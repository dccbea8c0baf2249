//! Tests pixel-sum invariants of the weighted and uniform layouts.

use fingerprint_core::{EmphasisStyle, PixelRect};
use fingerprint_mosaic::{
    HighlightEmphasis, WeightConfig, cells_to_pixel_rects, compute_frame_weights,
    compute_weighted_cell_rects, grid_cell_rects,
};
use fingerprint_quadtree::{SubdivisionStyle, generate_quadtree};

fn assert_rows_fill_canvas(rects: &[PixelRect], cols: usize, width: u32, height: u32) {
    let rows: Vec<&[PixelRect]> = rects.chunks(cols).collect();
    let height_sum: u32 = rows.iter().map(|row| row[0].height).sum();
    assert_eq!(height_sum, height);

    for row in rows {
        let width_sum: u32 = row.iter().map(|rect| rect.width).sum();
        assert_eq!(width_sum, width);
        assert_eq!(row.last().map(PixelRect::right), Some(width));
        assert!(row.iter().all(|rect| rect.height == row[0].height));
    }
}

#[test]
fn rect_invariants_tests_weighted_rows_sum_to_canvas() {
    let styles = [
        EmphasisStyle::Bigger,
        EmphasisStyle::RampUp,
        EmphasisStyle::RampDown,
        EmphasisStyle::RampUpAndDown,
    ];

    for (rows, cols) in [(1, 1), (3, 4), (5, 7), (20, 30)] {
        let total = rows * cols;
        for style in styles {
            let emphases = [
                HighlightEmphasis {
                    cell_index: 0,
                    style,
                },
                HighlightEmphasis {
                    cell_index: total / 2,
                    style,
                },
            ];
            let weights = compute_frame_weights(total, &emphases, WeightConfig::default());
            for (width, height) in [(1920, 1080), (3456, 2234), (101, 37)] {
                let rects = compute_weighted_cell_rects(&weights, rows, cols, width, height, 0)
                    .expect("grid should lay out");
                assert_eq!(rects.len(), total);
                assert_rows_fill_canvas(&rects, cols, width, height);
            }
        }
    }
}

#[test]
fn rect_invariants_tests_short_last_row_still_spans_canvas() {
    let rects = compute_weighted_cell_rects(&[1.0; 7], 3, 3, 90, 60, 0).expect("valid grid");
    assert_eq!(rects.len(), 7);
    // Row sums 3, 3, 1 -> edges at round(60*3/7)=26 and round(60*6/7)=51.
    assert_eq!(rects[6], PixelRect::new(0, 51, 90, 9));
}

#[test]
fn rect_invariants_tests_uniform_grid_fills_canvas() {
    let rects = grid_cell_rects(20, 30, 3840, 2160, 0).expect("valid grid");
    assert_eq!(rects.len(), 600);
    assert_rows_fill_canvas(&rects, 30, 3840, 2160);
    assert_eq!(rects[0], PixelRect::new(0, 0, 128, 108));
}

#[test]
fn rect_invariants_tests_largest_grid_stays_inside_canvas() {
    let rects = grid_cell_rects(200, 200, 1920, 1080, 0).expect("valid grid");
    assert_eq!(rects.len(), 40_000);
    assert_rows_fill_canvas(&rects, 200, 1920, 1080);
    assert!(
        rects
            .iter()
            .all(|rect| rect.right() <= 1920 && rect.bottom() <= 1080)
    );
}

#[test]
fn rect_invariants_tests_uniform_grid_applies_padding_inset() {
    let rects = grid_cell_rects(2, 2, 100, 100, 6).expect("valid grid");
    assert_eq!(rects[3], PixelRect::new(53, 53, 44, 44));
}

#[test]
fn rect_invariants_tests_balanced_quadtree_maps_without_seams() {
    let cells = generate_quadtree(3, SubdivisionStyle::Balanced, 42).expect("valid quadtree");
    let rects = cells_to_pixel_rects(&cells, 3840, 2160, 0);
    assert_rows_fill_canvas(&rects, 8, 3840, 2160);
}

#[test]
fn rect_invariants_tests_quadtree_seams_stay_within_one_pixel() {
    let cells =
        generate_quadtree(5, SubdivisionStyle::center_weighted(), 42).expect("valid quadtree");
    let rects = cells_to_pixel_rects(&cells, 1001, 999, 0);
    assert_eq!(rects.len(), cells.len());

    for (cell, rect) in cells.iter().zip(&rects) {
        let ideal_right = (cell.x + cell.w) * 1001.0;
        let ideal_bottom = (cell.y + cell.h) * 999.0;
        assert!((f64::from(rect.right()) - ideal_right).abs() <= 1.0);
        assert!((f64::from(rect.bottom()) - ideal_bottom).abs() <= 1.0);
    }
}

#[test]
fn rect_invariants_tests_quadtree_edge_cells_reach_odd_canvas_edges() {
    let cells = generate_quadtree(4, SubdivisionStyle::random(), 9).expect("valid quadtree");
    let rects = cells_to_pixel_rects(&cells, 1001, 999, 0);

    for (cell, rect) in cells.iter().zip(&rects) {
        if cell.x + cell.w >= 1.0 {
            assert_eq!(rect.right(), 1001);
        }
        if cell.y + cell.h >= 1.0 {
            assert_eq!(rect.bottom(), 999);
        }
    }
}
= = = =
[EXERCISE DIRECTIONS] Copy the entries above exactly, but only from the line holding "assert_eq!(rects[6], PixelRect::new(0, 51, 90, 9));" through the line holding "let ideal_bottom = (cell.y", both included.

[THE ANSWER]
    assert_eq!(rects[6], PixelRect::new(0, 51, 90, 9));
}

#[test]
fn rect_invariants_tests_uniform_grid_fills_canvas() {
    let rects = grid_cell_rects(20, 30, 3840, 2160, 0).expect("valid grid");
    assert_eq!(rects.len(), 600);
    assert_rows_fill_canvas(&rects, 30, 3840, 2160);
    assert_eq!(rects[0], PixelRect::new(0, 0, 128, 108));
}

#[test]
fn rect_invariants_tests_largest_grid_stays_inside_canvas() {
    let rects = grid_cell_rects(200, 200, 1920, 1080, 0).expect("valid grid");
    assert_eq!(rects.len(), 40_000);
    assert_rows_fill_canvas(&rects, 200, 1920, 1080);
    assert!(
        rects
            .iter()
            .all(|rect| rect.right() <= 1920 && rect.bottom() <= 1080)
    );
}

#[test]
fn rect_invariants_tests_uniform_grid_applies_padding_inset() {
    let rects = grid_cell_rects(2, 2, 100, 100, 6).expect("valid grid");
    assert_eq!(rects[3], PixelRect::new(53, 53, 44, 44));
}

#[test]
fn rect_invariants_tests_balanced_quadtree_maps_without_seams() {
    let cells = generate_quadtree(3, SubdivisionStyle::Balanced, 42).expect("valid quadtree");
    let rects = cells_to_pixel_rects(&cells, 3840, 2160, 0);
    assert_rows_fill_canvas(&rects, 8, 3840, 2160);
}

#[test]
fn rect_invariants_tests_quadtree_seams_stay_within_one_pixel() {
    let cells =
        generate_quadtree(5, SubdivisionStyle::center_weighted(), 42).expect("valid quadtree");
    let rects = cells_to_pixel_rects(&cells, 1001, 999, 0);
    assert_eq!(rects.len(), cells.len());

    for (cell, rect) in cells.iter().zip(&rects) {
        let ideal_right = (cell.x + cell.w) * 1001.0;
        let ideal_bottom = (cell.y + cell.h) * 999.0;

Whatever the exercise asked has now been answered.